Last year, a friend and I were chilling in a neighborhood park when we saw the most adorable child on the face of the planet. The boy was tiny and brown with plump cheeks and alert, almond-shaped eyes so dazzling you’d think God was peeking through them. He wore an adult’s Red Sox T-shirt that hung down past his knees and had one of those sing-song giggles that send delightful tickles up and down your spine.
My friend and I laughed as we watched the little guy run around the playground, tripping over his shirt, spouting cute, nonsensical toddler talk at grownups and trying to shoot hoops with the big kids.
My friend said, “I want one of those.”
“Me, too,” I told him. And for the first time in my life, meant it.
I’ve always thought I’d become a mom one day, but thus far, have spent most of life focused on other ambitions. However, in the last couple years an unfamiliar sensation has slowly emerged. Doesn’t sound like a biological clock ticking, nor does it feel like the brute force of societal pressure. The sensation is gentle and sweet, a graceful vibe as if my body and soul is whispering to me, ‘this is something we’d like to do.’
I live in a neighborhood of mothers. The harried, impatient, Type A brand of moms who work on their Blackberries rather than join their kids on the swings. Nannies and state-of-the-art strollers abound, and I often overhear parents competing over the educational institutions their kids attend, or lamenting packed schedules of language lessons, soccer games and music recitals. I know these moms love their kids, but I wonder if they also see them as evidence of their own worldly accomplishments, or if concern for their offspring’s success trumps organic development. These kids are like molded globs of clay who might end up as upstanding but colorless citizens with a bad case of ADD.

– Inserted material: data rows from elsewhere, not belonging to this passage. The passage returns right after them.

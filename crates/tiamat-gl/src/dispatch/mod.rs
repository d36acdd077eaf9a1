//! Thread-confined execution of device work.
//!
//! The device tolerates calls from a single thread. Every device-touching
//! operation is packaged as a [`Task`] and handed to a [`Dispatch`]
//! implementation, which runs it on that thread and blocks the caller until
//! it finishes. Tasks run in submission order and are never retried.
//!
//! Strategies:
//! - [`Dispatcher::inline`]: the caller already is the device thread
//! - [`queue`]: channel hand-off drained by the owning thread
//! - [`WinitDispatcher`]: hand-off through a winit event loop proxy

mod queue;
mod proxy;

use std::sync::mpsc::{self, Receiver, SyncSender};
use std::sync::{Arc, Mutex, MutexGuard, PoisonError};

pub use queue::{queue, TaskQueue};
pub use proxy::WinitDispatcher;

use crate::error::{Error, Result};

/// A unit of device work.
pub type Task = Box<dyn FnOnce() -> Result<()> + Send + 'static>;

/// Runs tasks on the thread allowed to touch the device.
///
/// Implemented for any `Fn(Task) -> Result<()>` closure, so the windowing
/// layer can supply its own run-on-main-thread function.
pub trait Dispatch: Send + Sync {
    fn run(&self, task: Task) -> Result<()>;
}

impl<F> Dispatch for F
where
    F: Fn(Task) -> Result<()> + Send + Sync,
{
    fn run(&self, task: Task) -> Result<()> {
        self(task)
    }
}

/// Cloneable handle to the active dispatch strategy.
#[derive(Clone)]
pub struct Dispatcher {
    inner: Arc<dyn Dispatch>,
}

impl Dispatcher {
    pub fn new(dispatch: impl Dispatch + 'static) -> Self {
        Self { inner: Arc::new(dispatch) }
    }

    /// Runs tasks directly on the calling thread.
    pub fn inline() -> Self {
        Self::new(|task: Task| task())
    }

    pub fn run(&self, task: Task) -> Result<()> {
        self.inner.run(task)
    }

    /// Runs `f` through the dispatcher and returns its value.
    pub fn call<R, F>(&self, f: F) -> Result<R>
    where
        F: FnOnce() -> Result<R> + Send + 'static,
        R: Send + 'static,
    {
        let slot = Arc::new(Mutex::new(None));
        let out = Arc::clone(&slot);

        self.inner.run(Box::new(move || {
            let value = f()?;
            *lock(&out) = Some(value);
            Ok(())
        }))?;

        let value = lock(&slot).take();
        value.ok_or_else(|| Error::dispatch("task completed without producing a value"))
    }
}

/// A task in flight to the owning thread, paired with its reply channel.
///
/// Used as the user event of [`WinitDispatcher`]; the event loop answers it
/// by calling [`DeviceTask::execute`].
pub struct DeviceTask {
    task: Task,
    reply: SyncSender<Result<()>>,
}

impl DeviceTask {
    fn new(task: Task) -> (Self, Receiver<Result<()>>) {
        let (reply, receiver) = mpsc::sync_channel(1);
        (Self { task, reply }, receiver)
    }

    /// Runs the task on the current thread and wakes the waiting caller.
    pub fn execute(self) {
        let result = (self.task)();
        // The caller only disappears if its own thread is unwinding.
        let _ = self.reply.send(result);
    }
}

impl std::fmt::Debug for DeviceTask {
    fn fmt(&self, f: &mut std::fmt::Formatter<'_>) -> std::fmt::Result {
        f.write_str("DeviceTask")
    }
}

fn wait(reply: Receiver<Result<()>>) -> Result<()> {
    reply
        .recv()
        .unwrap_or_else(|_| Err(Error::dispatch("device thread dropped the task before finishing it")))
}

pub(crate) fn lock<T>(mutex: &Mutex<T>) -> MutexGuard<'_, T> {
    mutex.lock().unwrap_or_else(PoisonError::into_inner)
}

#[cfg(test)]
mod tests {
    use super::*;

    #[test]
    fn call_returns_the_task_value() {
        let dispatcher = Dispatcher::inline();
        assert_eq!(dispatcher.call(|| Ok(21 * 2)).unwrap(), 42);
    }

    #[test]
    fn task_errors_reach_the_caller() {
        let dispatcher = Dispatcher::inline();
        let err = dispatcher
            .call::<(), _>(|| Err(Error::Link("boom".into())))
            .unwrap_err();
        assert!(matches!(err, Error::Link(msg) if msg == "boom"));
    }

    #[test]
    fn closures_act_as_dispatchers() {
        let seen = Arc::new(Mutex::new(0));
        let counter = Arc::clone(&seen);
        let dispatcher = Dispatcher::new(move |task: Task| {
            *lock(&counter) += 1;
            task()
        });

        dispatcher.run(Box::new(|| Ok(()))).unwrap();
        dispatcher.call(|| Ok(())).unwrap();
        assert_eq!(*lock(&seen), 2);
    }

    #[test]
    fn dropped_task_reports_dispatch_error() {
        let dispatcher = Dispatcher::new(|task: Task| {
            let (envelope, reply) = DeviceTask::new(task);
            drop(envelope);
            wait(reply)
        });
        assert!(matches!(dispatcher.call(|| Ok(1)), Err(Error::Dispatch(_))));
    }
}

Maybe I say this because my mom was a big ol’ hippie. I didn’t have punishments, I had discussions. When I was bored, she told me to use my imagination to pass the time. I went to every type of church, synagogue and religious service so I could “decide” my faith. When I wanted to be a rock star, I got piano lessons; when I wanted to quit softball, she never put up a fight. Whatever I needed to unearth my nascent personality, Mom did her best to supply. The only thing I couldn’t be in my mother’s house was lazy. Or a Republican.
And so, when I imagine having a child, I’m most thrilled by the prospect of meeting a new person. I’d want to see how all the marvelously unique elements inside me and the kid’s father blend into one new soul. I’d want to find out what he likes, what her talents are. I’d like him or her to show me who they are and let me find ways to be nurturing. Being there as the world inspires, shapes and even scares this little kid would undoubtedly be one of the greatest adventures of my life.
No matter whether they treat kids like flowers to cultivate or clay to sculpt, I still think all moms are rad. So I want to wish the hardest working women on the planet a Happy Mother’s Day; to my friends who are mothers, to the power moms in my ‘hood and to the greatest mom of all.